Moraes anuncia licitação para 2010; sistema cobra pedágio em Londres, mas Kassab nega tarifação na capital

Ana Bizzotto e Eduardo Reina, O Estadao de S.Paulo

31 Outubro 2009 | 00h00

Os motoristas de São Paulo devem se preparar para ter seus veículos monitorados já em 2011. Segundo o secretário municipal de Transportes, Alexandre de Moraes, a licitação do chip veicular será realizada em 2010, e a ideia é que ele esteja implantado já no licenciamento do ano seguinte, sem custos para os usuários.

"O custo dessa implantação será incluído na licitação", garantiu ontem Moraes. "Vamos readequar os estudos que a CET (Companhia de Engenharia de Tráfego) já vem fazendo com a nova tecnologia, e a partir disso verificar qual o melhor modelo a ser licitado", disse o secretário, sem dar mais detalhes de como o chip será instalado nos carros já em circulação.

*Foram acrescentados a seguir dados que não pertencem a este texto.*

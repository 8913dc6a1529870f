//! Local persistence for the appointment collection.

mod schema;
mod snapshot;

pub use schema::*;
#[allow(unused_imports)]
pub use snapshot::*;

use rusqlite::Connection;
use std::path::Path;
use thiserror::Error;

/// Store errors.
#[derive(Error, Debug)]
pub enum StoreError {
    #[error("SQLite error: {0}")]
    Sqlite(#[from] rusqlite::Error),

    #[error("JSON serialization error: {0}")]
    Json(#[from] serde_json::Error),
}

pub type StoreResult<T> = Result<T, StoreError>;

/// Database connection wrapper.
pub struct Store {
    conn: Connection,
}

impl Store {
    /// Open the store at path, creating if needed.
    pub fn open<P: AsRef<Path>>(path: P) -> StoreResult<Self> {
        let conn = Connection::open(path)?;
        let store = Self { conn };
        store.initialize()?;
        Ok(store)
    }

    /// Create an in-memory store (for testing).
    pub fn open_in_memory() -> StoreResult<Self> {
        let conn = Connection::open_in_memory()?;
        let store = Self { conn };
        store.initialize()?;
        Ok(store)
    }

    /// Initialize schema.
    fn initialize(&self) -> StoreResult<()> {
        self.conn.execute_batch(SCHEMA)?;
        Ok(())
    }

    /// Get raw connection (for advanced queries).
    pub fn conn(&self) -> &Connection {
        &self.conn
    }
}
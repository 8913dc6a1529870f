//! Identifier generation for finalized appointments.

/// Allocates unique record identifiers. Uniqueness across the process
/// lifetime is this collaborator's contract, not the form's.
pub trait IdGenerator: Send {
    /// Produce a fresh identifier.
    fn new_id(&self) -> String;
}

/// UUID v4 generator used in production.
#[derive(Debug, Clone, Copy, Default)]
pub struct UuidIdGenerator;

impl IdGenerator for UuidIdGenerator {
    fn new_id(&self) -> String {
        uuid::Uuid::new_v4().to_string()
    }
}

Questionado sobre o pedágio urbano, o prefeito Gilberto Kassab (DEM) voltou a afirmar que ele não será implantado na capital. "Para as cidades que quiserem implantar, é evidente que essa tecnologia pode ser usada. Vários municípios do mundo têm pedágio urbano. São Paulo não terá", declarou.

Para Kassab, o monitoramento vai aumentar a segurança, "podendo facilitar a identificação dos carros roubados".

"Se hoje temos 8,5% das vias monitoradas, vamos ter quase 100%. Não haverá instalação de mais radares. A CET vai poder parar apenas carros irregulares e, com isso, possibilitar que as blitze não tenham impacto muito grande na fluidez do trânsito", explicou Moraes. Ele disse ainda que o sistema terá "garantia total" de inviolabilidade da intimidade das pessoas.

OUTROS PAÍSES

No Chile, a tecnologia de chip é usada para cobrança de pedágio nas estradas, como já existe em São Paulo, com o Sem Parar. Em Londres, ela garante a cobrança de pedágio urbano. O sistema londrino de arrecadação veicular, no entanto, é criticado. "Houve melhoria no trânsito, mas não o esperado", explicou o consultor em trânsito Alexandre Zum Winkel.

Outras funções incentivam o uso do sistema, como o controle de segurança na capital inglesa. A polícia - preocupada com terrorismo - é capaz de identificar veículos que não são londrinos.

Também é possível medir o fluxo de veículos e criar dados geográficos, o que possibilita dar mais eficiência à operação dos ônibus. Esse controle inteligente de tráfego também é feito em Paris, Barcelona, Seul e Oslo, entre outras cidades.